(Saved data entries)
>>>

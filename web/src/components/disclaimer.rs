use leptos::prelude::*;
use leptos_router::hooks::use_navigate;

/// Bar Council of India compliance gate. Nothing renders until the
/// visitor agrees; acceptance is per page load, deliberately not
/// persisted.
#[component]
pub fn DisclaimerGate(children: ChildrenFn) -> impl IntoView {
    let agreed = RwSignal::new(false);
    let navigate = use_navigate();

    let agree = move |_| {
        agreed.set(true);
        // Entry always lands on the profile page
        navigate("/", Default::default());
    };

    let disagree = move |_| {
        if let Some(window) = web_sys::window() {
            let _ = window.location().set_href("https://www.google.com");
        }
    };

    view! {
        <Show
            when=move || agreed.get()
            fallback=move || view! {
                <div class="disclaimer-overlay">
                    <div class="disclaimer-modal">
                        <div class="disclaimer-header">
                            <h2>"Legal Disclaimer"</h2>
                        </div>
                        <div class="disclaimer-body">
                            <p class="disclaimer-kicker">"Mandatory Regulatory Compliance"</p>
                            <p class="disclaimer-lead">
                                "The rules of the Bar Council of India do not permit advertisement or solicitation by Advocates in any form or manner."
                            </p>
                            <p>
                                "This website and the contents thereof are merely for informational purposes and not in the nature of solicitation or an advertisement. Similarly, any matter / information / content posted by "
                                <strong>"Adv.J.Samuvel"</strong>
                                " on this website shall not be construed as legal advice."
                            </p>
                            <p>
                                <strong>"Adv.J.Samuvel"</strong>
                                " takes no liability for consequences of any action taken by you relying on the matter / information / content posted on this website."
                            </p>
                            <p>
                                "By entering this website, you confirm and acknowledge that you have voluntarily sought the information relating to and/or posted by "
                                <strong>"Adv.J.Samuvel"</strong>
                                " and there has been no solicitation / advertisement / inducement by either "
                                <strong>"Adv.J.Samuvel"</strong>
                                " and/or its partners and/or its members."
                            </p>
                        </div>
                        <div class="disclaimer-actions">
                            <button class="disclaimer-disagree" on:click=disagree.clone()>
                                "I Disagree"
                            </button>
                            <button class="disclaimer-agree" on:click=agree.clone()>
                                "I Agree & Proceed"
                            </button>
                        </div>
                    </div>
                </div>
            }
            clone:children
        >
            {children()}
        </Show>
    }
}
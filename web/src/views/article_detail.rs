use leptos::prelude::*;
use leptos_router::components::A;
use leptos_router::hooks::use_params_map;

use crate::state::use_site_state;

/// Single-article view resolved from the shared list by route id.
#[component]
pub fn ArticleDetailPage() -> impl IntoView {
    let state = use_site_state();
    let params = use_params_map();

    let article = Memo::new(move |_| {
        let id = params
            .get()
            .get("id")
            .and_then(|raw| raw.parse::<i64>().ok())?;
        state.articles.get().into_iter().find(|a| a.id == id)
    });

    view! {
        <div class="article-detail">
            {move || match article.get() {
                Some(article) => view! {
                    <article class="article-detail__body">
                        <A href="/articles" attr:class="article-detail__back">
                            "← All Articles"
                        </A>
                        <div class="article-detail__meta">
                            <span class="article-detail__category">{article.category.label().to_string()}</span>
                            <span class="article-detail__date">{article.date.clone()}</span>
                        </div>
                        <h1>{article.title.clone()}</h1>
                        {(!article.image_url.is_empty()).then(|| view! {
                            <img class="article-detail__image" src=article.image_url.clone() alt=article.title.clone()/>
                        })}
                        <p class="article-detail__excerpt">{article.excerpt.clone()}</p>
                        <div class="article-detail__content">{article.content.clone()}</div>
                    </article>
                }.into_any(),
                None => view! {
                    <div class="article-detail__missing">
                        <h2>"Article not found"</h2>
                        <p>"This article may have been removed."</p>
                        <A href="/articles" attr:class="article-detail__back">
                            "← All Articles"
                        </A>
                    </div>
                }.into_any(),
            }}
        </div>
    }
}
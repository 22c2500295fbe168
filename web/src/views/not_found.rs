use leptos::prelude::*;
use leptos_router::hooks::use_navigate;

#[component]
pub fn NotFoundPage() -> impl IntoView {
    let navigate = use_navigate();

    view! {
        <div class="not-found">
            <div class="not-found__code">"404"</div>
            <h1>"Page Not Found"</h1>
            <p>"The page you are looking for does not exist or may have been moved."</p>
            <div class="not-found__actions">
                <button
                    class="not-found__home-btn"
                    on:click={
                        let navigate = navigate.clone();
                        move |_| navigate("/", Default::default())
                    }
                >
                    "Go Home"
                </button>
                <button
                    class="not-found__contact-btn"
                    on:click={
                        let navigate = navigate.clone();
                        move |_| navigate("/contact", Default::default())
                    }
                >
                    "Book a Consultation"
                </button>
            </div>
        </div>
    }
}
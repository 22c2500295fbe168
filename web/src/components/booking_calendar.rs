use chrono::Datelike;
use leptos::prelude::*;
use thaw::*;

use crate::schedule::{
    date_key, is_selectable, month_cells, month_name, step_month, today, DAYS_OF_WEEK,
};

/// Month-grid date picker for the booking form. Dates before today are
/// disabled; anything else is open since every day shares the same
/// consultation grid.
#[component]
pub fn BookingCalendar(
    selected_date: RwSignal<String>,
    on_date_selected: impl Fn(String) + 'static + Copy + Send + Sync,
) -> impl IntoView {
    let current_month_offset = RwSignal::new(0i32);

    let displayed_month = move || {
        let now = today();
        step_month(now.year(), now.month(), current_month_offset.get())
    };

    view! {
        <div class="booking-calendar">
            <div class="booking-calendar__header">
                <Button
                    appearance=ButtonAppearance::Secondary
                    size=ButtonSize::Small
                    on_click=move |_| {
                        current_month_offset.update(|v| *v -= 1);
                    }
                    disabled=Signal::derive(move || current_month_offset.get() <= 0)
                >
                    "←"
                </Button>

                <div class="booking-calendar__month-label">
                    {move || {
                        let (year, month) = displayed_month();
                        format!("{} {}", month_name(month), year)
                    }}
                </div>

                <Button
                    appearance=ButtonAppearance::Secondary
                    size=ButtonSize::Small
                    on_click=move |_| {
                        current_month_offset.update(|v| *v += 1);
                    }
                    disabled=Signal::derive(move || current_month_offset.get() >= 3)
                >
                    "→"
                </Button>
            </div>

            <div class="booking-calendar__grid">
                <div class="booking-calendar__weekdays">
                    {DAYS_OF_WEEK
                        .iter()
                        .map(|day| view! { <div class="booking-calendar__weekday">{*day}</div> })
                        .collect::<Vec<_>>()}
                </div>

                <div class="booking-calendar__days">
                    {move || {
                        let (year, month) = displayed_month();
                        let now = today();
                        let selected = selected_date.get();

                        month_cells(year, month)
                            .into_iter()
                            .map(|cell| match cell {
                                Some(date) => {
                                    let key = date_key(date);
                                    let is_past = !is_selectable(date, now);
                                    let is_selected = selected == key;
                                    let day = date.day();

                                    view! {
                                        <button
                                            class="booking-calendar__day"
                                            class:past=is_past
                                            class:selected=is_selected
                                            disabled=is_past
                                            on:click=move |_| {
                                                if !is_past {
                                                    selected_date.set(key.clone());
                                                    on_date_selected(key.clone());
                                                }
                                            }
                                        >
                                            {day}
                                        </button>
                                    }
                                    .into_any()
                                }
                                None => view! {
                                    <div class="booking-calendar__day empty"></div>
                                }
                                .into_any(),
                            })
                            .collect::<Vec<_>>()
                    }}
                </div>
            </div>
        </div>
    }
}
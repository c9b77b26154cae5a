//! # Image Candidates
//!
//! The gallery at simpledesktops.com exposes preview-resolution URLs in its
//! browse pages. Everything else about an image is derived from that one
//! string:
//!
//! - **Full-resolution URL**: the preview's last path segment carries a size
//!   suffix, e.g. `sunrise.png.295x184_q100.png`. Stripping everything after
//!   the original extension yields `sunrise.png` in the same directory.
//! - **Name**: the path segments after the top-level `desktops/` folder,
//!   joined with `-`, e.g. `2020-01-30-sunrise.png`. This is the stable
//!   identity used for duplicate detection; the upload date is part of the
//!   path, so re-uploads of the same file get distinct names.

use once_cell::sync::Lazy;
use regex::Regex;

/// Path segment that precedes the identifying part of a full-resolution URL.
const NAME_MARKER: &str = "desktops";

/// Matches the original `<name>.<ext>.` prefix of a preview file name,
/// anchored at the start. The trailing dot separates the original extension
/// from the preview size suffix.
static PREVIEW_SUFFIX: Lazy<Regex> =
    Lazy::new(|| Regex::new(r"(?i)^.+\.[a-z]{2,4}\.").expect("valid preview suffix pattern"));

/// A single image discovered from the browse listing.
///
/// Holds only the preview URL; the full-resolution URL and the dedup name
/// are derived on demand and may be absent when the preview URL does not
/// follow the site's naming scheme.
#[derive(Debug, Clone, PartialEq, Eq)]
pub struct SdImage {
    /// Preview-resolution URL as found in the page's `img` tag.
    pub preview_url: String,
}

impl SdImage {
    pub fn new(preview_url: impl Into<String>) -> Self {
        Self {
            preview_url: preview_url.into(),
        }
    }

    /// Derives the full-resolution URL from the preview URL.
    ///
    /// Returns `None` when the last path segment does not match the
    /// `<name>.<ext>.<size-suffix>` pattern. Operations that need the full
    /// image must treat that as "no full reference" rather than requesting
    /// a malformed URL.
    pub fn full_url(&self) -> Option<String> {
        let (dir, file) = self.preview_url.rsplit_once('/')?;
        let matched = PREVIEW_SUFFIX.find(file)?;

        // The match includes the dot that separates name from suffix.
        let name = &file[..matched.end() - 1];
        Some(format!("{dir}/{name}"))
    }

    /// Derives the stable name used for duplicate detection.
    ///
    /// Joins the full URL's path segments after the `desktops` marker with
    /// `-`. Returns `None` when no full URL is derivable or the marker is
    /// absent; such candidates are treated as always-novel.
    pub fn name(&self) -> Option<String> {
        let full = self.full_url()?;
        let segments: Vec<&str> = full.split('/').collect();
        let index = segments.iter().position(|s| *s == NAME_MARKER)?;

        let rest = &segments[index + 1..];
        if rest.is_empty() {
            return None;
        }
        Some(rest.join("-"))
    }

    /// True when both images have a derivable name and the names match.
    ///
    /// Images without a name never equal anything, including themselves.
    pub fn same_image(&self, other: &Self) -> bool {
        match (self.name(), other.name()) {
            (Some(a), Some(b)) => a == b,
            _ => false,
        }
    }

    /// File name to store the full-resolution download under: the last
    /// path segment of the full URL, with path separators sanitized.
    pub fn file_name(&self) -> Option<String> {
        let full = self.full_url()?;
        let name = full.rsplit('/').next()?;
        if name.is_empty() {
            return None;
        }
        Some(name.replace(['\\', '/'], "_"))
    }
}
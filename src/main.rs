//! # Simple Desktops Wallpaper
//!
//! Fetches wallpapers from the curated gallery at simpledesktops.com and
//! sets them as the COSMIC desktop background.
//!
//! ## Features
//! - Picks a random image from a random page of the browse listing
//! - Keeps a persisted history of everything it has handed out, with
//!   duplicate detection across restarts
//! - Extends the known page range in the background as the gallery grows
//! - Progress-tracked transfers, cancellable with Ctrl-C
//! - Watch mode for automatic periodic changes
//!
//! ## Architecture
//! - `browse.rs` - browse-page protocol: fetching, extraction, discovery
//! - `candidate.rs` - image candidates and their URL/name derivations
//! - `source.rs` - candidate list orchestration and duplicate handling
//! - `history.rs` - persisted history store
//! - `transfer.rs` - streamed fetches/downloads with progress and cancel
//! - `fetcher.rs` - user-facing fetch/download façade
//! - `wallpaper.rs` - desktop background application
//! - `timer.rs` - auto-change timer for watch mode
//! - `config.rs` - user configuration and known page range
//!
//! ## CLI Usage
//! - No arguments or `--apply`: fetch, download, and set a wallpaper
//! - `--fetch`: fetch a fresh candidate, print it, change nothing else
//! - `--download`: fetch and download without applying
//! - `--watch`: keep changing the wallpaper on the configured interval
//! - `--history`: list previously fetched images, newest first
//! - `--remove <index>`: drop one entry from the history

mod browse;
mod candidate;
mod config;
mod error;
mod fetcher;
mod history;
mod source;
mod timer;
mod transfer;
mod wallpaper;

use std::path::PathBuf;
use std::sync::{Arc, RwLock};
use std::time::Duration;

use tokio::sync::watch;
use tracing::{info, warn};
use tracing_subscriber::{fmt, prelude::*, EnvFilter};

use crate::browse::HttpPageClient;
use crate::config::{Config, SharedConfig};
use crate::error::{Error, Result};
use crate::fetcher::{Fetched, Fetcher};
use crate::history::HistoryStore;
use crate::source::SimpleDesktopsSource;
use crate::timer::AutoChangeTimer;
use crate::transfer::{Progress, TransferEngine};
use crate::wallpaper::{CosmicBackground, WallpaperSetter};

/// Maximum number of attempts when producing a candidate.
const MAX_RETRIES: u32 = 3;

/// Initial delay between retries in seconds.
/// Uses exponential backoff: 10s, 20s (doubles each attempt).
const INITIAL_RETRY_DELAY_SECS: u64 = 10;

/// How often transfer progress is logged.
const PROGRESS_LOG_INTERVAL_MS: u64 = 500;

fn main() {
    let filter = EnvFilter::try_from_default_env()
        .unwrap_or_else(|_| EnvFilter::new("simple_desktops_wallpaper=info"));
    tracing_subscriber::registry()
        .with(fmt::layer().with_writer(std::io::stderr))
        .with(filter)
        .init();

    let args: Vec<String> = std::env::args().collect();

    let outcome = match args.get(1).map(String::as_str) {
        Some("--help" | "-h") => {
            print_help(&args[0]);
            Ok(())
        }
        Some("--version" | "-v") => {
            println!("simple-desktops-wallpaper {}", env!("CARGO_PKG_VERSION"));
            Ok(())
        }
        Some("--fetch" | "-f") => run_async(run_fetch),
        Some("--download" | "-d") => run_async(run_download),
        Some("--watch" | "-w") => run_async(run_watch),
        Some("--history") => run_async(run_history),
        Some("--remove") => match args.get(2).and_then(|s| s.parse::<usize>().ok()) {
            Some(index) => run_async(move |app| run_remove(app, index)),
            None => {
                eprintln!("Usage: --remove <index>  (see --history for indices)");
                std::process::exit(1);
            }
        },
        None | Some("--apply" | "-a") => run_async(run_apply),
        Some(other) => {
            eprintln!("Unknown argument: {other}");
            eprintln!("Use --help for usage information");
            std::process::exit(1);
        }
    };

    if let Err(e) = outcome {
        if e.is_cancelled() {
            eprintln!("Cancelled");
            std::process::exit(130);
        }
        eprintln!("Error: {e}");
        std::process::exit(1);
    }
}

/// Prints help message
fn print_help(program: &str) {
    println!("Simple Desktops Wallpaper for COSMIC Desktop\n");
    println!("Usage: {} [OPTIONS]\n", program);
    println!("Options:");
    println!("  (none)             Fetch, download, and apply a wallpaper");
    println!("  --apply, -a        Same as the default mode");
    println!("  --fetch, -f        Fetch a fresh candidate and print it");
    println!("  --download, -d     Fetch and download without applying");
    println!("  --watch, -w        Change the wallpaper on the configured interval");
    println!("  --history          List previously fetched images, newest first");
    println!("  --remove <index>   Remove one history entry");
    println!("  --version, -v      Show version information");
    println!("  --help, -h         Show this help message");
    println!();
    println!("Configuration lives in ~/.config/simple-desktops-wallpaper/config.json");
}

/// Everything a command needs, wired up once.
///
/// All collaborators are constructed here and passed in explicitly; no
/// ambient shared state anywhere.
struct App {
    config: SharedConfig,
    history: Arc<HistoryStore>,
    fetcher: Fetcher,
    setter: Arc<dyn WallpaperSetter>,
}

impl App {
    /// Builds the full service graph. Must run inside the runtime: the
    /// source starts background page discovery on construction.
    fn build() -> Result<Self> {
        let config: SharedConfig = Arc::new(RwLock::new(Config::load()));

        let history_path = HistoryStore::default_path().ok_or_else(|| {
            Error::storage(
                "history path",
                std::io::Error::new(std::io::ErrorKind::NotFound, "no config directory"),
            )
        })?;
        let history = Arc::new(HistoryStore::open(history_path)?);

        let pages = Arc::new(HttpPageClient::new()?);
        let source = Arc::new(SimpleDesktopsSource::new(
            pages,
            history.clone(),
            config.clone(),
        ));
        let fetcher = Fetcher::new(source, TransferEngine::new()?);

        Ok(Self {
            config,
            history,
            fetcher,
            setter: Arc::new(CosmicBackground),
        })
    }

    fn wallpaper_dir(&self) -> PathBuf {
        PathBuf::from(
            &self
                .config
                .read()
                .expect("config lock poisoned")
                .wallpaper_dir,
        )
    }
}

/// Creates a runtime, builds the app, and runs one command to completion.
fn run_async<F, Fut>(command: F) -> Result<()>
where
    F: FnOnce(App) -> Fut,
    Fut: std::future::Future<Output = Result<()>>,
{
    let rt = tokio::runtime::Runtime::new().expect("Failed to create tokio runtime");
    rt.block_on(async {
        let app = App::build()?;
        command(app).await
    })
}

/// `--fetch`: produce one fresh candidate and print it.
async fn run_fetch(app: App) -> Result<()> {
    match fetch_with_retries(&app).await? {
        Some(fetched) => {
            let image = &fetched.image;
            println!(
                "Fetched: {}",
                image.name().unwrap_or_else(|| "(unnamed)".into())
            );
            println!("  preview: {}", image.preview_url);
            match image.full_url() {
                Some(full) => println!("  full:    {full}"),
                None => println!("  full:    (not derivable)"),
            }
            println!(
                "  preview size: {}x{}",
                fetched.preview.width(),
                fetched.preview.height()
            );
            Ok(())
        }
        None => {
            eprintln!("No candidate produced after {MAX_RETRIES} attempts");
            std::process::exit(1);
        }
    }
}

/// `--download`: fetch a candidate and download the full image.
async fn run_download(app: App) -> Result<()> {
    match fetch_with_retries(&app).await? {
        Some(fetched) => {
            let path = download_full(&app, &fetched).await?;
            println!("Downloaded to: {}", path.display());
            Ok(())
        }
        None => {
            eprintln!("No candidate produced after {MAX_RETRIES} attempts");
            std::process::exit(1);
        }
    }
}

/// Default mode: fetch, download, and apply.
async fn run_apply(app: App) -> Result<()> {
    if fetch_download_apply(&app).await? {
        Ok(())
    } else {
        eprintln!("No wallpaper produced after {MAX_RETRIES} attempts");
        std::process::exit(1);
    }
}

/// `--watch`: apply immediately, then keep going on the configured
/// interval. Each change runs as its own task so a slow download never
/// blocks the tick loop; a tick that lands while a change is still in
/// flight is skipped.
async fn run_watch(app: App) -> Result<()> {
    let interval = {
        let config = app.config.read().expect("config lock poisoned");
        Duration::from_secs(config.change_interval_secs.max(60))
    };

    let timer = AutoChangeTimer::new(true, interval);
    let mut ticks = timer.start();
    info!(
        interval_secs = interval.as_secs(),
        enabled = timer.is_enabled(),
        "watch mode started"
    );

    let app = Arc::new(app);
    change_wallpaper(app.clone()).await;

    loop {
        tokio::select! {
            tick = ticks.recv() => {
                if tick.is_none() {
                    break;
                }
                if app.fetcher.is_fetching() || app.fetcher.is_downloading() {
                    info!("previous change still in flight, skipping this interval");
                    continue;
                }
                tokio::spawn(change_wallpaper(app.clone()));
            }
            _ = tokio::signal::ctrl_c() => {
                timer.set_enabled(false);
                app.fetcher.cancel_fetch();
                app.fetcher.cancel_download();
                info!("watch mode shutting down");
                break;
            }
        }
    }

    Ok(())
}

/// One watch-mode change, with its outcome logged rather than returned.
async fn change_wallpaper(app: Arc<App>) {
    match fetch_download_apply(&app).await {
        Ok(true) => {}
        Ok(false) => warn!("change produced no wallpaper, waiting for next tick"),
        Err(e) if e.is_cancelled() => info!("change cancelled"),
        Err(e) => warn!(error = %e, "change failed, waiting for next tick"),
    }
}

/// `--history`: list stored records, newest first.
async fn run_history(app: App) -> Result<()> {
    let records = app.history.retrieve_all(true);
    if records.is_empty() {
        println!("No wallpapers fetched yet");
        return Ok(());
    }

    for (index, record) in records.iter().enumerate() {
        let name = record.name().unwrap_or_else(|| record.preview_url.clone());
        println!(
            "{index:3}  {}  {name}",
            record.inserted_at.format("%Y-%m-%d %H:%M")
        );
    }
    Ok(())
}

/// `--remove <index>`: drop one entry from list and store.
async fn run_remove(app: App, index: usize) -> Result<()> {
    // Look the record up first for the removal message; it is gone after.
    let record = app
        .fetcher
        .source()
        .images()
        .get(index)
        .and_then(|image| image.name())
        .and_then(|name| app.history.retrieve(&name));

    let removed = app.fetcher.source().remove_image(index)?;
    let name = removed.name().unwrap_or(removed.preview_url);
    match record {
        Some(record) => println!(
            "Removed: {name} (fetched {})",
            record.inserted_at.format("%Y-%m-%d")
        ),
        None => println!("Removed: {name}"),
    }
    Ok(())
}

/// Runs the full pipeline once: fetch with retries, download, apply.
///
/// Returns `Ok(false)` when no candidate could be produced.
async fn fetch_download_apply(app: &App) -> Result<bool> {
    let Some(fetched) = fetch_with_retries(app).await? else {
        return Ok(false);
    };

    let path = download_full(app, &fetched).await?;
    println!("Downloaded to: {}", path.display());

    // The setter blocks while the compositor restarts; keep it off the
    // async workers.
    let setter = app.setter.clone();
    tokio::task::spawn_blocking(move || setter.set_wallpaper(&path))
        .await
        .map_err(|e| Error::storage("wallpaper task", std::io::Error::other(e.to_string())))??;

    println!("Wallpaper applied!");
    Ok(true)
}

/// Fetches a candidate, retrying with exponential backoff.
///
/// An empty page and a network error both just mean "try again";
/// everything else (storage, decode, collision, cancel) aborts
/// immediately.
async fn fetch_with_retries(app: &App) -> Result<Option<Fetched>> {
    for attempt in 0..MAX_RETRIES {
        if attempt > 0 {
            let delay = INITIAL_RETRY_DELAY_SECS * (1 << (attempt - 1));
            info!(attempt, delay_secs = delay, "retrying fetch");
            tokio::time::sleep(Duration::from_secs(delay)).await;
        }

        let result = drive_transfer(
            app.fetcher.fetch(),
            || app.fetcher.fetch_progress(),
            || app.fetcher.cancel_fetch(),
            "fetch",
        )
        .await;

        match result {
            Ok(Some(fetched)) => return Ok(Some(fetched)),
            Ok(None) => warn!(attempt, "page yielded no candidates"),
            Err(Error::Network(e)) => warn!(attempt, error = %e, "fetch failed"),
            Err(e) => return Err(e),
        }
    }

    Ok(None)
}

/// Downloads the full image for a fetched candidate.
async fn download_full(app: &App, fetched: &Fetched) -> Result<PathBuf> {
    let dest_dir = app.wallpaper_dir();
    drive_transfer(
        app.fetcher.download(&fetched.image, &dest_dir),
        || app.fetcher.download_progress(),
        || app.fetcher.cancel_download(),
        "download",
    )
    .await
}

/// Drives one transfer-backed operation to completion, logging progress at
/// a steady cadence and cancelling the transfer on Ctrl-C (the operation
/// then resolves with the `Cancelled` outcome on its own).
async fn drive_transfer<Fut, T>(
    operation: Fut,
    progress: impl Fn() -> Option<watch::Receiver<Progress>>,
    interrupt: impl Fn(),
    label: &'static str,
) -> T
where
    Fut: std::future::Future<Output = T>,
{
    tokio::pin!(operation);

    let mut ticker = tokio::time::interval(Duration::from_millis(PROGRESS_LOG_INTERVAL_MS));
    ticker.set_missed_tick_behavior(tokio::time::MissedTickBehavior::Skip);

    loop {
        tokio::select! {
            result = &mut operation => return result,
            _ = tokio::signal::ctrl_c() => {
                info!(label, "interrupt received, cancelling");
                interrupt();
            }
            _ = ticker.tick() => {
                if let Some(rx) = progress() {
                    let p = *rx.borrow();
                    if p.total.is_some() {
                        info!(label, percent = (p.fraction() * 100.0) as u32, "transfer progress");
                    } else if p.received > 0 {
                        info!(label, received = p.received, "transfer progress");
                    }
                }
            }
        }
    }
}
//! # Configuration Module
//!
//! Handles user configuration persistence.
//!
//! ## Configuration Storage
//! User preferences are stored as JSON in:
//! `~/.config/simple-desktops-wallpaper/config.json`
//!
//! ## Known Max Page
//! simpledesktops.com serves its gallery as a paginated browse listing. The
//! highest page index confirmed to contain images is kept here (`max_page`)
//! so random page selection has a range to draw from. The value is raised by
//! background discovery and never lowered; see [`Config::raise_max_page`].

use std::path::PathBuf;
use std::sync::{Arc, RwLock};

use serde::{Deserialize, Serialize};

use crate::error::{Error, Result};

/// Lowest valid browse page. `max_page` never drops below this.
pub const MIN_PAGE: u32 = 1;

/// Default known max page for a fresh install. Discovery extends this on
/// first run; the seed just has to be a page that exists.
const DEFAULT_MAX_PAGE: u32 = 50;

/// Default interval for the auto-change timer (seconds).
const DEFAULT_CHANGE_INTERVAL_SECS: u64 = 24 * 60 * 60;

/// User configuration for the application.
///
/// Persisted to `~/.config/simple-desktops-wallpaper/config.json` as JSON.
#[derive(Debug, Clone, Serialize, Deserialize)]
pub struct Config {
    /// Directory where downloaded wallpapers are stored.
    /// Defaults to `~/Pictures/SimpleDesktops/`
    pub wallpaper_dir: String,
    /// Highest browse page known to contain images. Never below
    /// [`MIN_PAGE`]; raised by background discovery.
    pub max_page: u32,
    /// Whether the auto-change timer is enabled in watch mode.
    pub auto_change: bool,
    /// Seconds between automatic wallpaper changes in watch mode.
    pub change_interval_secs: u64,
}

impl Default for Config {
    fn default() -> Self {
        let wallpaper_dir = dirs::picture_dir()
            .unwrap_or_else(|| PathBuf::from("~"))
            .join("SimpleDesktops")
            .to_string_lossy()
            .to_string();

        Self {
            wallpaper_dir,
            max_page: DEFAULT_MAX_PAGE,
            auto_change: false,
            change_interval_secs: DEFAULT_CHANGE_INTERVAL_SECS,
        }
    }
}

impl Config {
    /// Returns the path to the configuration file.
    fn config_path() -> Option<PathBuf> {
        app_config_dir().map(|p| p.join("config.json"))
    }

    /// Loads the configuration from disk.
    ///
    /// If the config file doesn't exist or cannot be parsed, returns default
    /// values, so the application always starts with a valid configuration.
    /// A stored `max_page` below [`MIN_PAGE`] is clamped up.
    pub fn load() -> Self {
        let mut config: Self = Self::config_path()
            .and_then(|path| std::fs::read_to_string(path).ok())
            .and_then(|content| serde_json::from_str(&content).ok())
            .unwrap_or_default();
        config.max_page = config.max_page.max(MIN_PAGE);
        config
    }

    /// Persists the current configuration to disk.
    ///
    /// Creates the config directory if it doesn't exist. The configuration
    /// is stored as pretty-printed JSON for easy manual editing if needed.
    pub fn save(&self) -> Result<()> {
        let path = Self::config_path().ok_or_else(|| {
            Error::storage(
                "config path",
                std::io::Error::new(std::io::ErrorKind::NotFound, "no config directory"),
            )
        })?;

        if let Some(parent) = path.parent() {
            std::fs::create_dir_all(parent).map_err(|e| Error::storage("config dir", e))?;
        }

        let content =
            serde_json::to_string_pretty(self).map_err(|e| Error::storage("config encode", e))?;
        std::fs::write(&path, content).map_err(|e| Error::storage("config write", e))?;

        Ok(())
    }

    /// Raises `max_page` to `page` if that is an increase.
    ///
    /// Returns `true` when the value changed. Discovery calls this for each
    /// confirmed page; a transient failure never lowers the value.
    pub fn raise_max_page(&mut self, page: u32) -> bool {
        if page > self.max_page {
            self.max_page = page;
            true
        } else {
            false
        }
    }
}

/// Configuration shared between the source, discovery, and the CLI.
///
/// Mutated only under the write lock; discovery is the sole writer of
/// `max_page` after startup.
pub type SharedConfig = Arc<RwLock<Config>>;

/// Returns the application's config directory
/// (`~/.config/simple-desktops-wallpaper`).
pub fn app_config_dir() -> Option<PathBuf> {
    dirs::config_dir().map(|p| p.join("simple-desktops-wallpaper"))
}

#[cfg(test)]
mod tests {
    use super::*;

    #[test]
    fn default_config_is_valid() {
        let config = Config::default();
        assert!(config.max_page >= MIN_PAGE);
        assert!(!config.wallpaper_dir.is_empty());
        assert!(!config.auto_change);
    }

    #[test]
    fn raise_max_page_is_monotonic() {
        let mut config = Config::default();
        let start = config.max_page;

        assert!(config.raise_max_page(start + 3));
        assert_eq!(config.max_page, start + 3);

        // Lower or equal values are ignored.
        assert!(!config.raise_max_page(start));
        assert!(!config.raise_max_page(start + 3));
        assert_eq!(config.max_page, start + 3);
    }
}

<<<

Lines with "below" in the records above: copy every one of them.

/// Lowest valid browse page. `max_page` never drops below this.
    /// Highest browse page known to contain images. Never below
    /// A stored `max_page` below [`MIN_PAGE`] is clamped up.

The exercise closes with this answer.